* PROBLEM DETAILS *
Below are some records; return each one exactly.
==== SUPPLIED MATERIAL ====
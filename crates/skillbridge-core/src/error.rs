//! Error taxonomy for operation delegation.

use thiserror::Error;

/// Bridge result type
pub type Result<T> = std::result::Result<T, BridgeError>;

/// Errors that can occur while delegating an Operation to a device.
#[derive(Error, Debug, Clone, PartialEq)]
pub enum BridgeError {
    /// No terminal response arrived before the deadline
    #[error("No terminal response on '{topic}' within {timeout_ms} ms")]
    Timeout { topic: String, timeout_ms: u64 },

    /// Schema could not be fetched or parsed
    #[error("Schema load error: {0}")]
    SchemaLoad(String),

    /// Parameters could not be mapped onto the wire message
    #[error("Mapping error: {0}")]
    Mapping(String),

    /// Publish/subscribe or connection failure
    #[error("Broker error: {0}")]
    Broker(String),

    /// Malformed request
    #[error("Validation error: {0}")]
    Validation(String),
}

/// Fieldless discriminant of [`BridgeError`].
#[derive(Debug, Clone, Copy, PartialEq, Eq, Hash)]
pub enum ErrorKind {
    Timeout,
    SchemaLoad,
    Mapping,
    Broker,
    Validation,
}

impl BridgeError {
    /// Get the error kind.
    pub fn kind(&self) -> ErrorKind {
        match self {
            Self::Timeout { .. } => ErrorKind::Timeout,
            Self::SchemaLoad(_) => ErrorKind::SchemaLoad,
            Self::Mapping(_) => ErrorKind::Mapping,
            Self::Broker(_) => ErrorKind::Broker,
            Self::Validation(_) => ErrorKind::Validation,
        }
    }

    /// Whether this error is the expected "device did not answer" outcome.
    pub fn is_timeout(&self) -> bool {
        matches!(self, Self::Timeout { .. })
    }
}

impl ErrorKind {
    /// Machine-readable code used in HTTP error bodies.
    pub fn as_str(&self) -> &'static str {
        match self {
            Self::Timeout => "TIMEOUT",
            Self::SchemaLoad => "SCHEMA_LOAD_ERROR",
            Self::Mapping => "MAPPING_ERROR",
            Self::Broker => "BROKER_ERROR",
            Self::Validation => "VALIDATION_ERROR",
        }
    }
}

impl std::fmt::Display for ErrorKind {
    fn fmt(&self, f: &mut std::fmt::Formatter<'_>) -> std::fmt::Result {
        write!(f, "{}", self.as_str())
    }
}

impl From<serde_json::Error> for BridgeError {
    fn from(e: serde_json::Error) -> Self {
        BridgeError::Validation(e.to_string())
    }
}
====
* OUTPUT FOR THIS EXERCISE *
filename crates/skillbridge-core/src/error.rs
//! Error taxonomy for operation delegation.

use thiserror::Error;

/// Bridge result type
pub type Result<T> = std::result::Result<T, BridgeError>;

/// Errors that can occur while delegating an Operation to a device.
#[derive(Error, Debug, Clone, PartialEq)]
pub enum BridgeError {
    /// No terminal response arrived before the deadline
    #[error("No terminal response on '{topic}' within {timeout_ms} ms")]
    Timeout { topic: String, timeout_ms: u64 },

    /// Schema could not be fetched or parsed
    #[error("Schema load error: {0}")]
    SchemaLoad(String),

    /// Parameters could not be mapped onto the wire message
    #[error("Mapping error: {0}")]
    Mapping(String),

    /// Publish/subscribe or connection failure
    #[error("Broker error: {0}")]
    Broker(String),

    /// Malformed request
    #[error("Validation error: {0}")]
    Validation(String),
}

/// Fieldless discriminant of [`BridgeError`].
#[derive(Debug, Clone, Copy, PartialEq, Eq, Hash)]
pub enum ErrorKind {
    Timeout,
    SchemaLoad,
    Mapping,
    Broker,
    Validation,
}

impl BridgeError {
    /// Get the error kind.
    pub fn kind(&self) -> ErrorKind {
        match self {
            Self::Timeout { .. } => ErrorKind::Timeout,
            Self::SchemaLoad(_) => ErrorKind::SchemaLoad,
            Self::Mapping(_) => ErrorKind::Mapping,
            Self::Broker(_) => ErrorKind::Broker,
            Self::Validation(_) => ErrorKind::Validation,
        }
    }

    /// Whether this error is the expected "device did not answer" outcome.
    pub fn is_timeout(&self) -> bool {
        matches!(self, Self::Timeout { .. })
    }
}

impl ErrorKind {
    /// Machine-readable code used in HTTP error bodies.
    pub fn as_str(&self) -> &'static str {
        match self {
            Self::Timeout => "TIMEOUT",
            Self::SchemaLoad => "SCHEMA_LOAD_ERROR",
            Self::Mapping => "MAPPING_ERROR",
            Self::Broker => "BROKER_ERROR",
            Self::Validation => "VALIDATION_ERROR",
        }
    }
}

impl std::fmt::Display for ErrorKind {
    fn fmt(&self, f: &mut std::fmt::Formatter<'_>) -> std::fmt::Result {
        write!(f, "{}", self.as_str())
    }
}

impl From<serde_json::Error> for BridgeError {
    fn from(e: serde_json::Error) -> Self {
        BridgeError::Validation(e.to_string())
    }
}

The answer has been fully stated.